→ **YOUR TASK**: Each line from the one containing "below L1 limits;" through the end of the entries below should be transcribed exactly, and no other line.

→ **GIVEN RECORDS**:
^^^^^^^^
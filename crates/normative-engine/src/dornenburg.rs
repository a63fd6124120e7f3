//! Dornenburg Ratio Method
//!
//! Applies an applicability gate first: at least one key gas must exceed its
//! L1 significance limit. If the gate passes, four ratios feed a nested set
//! of threshold checks (not a flat code table).
//!
//! Ratios: R1 = CH4/H2, R2 = C2H2/C2H4, R3 = C2H2/CH4, R4 = C2H6/C2H2.

use crate::ratios::{ratio_c2h2_c2h4, ratio_c2h2_ch4, ratio_c2h6_c2h2, ratio_ch4_h2};
use dga_domain::{round_to, FaultType, GasReading, MethodResult};
use serde_json::json;

/// Method identifier
pub const DORNENBURG: &str = "Dornenburg";

/// L1 significance limits (ppm); the method applies only if at least one
/// key gas exceeds its limit.
const L1_LIMITS: [(&str, f64); 6] = [
    ("h2", 100.0),
    ("ch4", 120.0),
    ("c2h2", 1.0),
    ("c2h4", 50.0),
    ("c2h6", 65.0),
    ("co", 350.0),
];

fn exceeds_l1(reading: &GasReading) -> bool {
    let values = [
        reading.h2,
        reading.ch4,
        reading.c2h2,
        reading.c2h4,
        reading.c2h6,
        reading.co,
    ];
    values
        .iter()
        .zip(L1_LIMITS.iter())
        .any(|(value, (_, limit))| value > limit)
}

/// Nested decision rules of the original method. The check order matters:
/// thermal first, then partial discharges, then arcing, with an explicit
/// thermal fallback.
fn classify(r1: f64, r2: f64, r3: f64, r4: f64) -> (FaultType, &'static str) {
    // Thermal fault: heavy hydrocarbons dominate
    if r1 > 1.0 && r2 < 0.1 {
        if r4 > 0.4 {
            return (FaultType::T2, "Thermal fault (oil decomposition)");
        }
        return (FaultType::T1, "Low-temperature thermal fault");
    }

    // Partial discharges (corona): hydrogen dominates
    if r1 < 0.1 && r2 < 0.1 {
        return (FaultType::PD, "Partial discharges (corona)");
    }

    // High-energy discharges: acetylene present
    if r2 > 0.1 && r3 > 0.3 {
        return (FaultType::D2, "High-energy discharges (arcing)");
    }

    // Low-energy discharges
    if r2 > 0.1 {
        return (FaultType::D1, "Low-energy discharges");
    }

    // Thermal fallback when gases are present but no pattern fits
    if r1 > 1.0 {
        return (FaultType::T1, "Possible thermal fault");
    }

    (FaultType::N, "No fault pattern defined by Dornenburg")
}

/// Run the Dornenburg diagnosis
pub fn diagnose(reading: &GasReading) -> MethodResult {
    if !exceeds_l1(reading) {
        let limits: serde_json::Map<String, serde_json::Value> = L1_LIMITS
            .iter()
            .map(|(gas, limit)| ((*gas).to_string(), json!(limit)))
            .collect();
        return MethodResult::new(DORNENBURG, FaultType::N)
            .with_description("Gases below L1 limits; method not applicable")
            .with_detail("applicable", json!(false))
            .with_detail("l1_limits", serde_json::Value::Object(limits));
    }

    let r1 = ratio_ch4_h2(reading);
    let r2 = ratio_c2h2_c2h4(reading);
    let r3 = ratio_c2h2_ch4(reading);
    let r4 = ratio_c2h6_c2h2(reading);

    let (fault, description) = classify(r1, r2, r3, r4);

    MethodResult::new(DORNENBURG, fault)
        .with_description(description)
        .with_detail("applicable", json!(true))
        .with_detail("R1_CH4_H2", json!(round_to(r1, 4)))
        .with_detail("R2_C2H2_C2H4", json!(round_to(r2, 4)))
        .with_detail("R3_C2H2_CH4", json!(round_to(r3, 4)))
        .with_detail("R4_C2H6_C2H2", json!(round_to(r4, 4)))
}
^^^^^^^^
→ **RESULT OF THE TASK**:
            .with_description("Gases below L1 limits; method not applicable")
            .with_detail("applicable", json!(false))
            .with_detail("l1_limits", serde_json::Value::Object(limits));
    }

    let r1 = ratio_ch4_h2(reading);
    let r2 = ratio_c2h2_c2h4(reading);
    let r3 = ratio_c2h2_ch4(reading);
    let r4 = ratio_c2h6_c2h2(reading);

    let (fault, description) = classify(r1, r2, r3, r4);

    MethodResult::new(DORNENBURG, fault)
        .with_description(description)
        .with_detail("applicable", json!(true))
        .with_detail("R1_CH4_H2", json!(round_to(r1, 4)))
        .with_detail("R2_C2H2_C2H4", json!(round_to(r2, 4)))
        .with_detail("R3_C2H2_CH4", json!(round_to(r3, 4)))
        .with_detail("R4_C2H6_C2H2", json!(round_to(r4, 4)))
}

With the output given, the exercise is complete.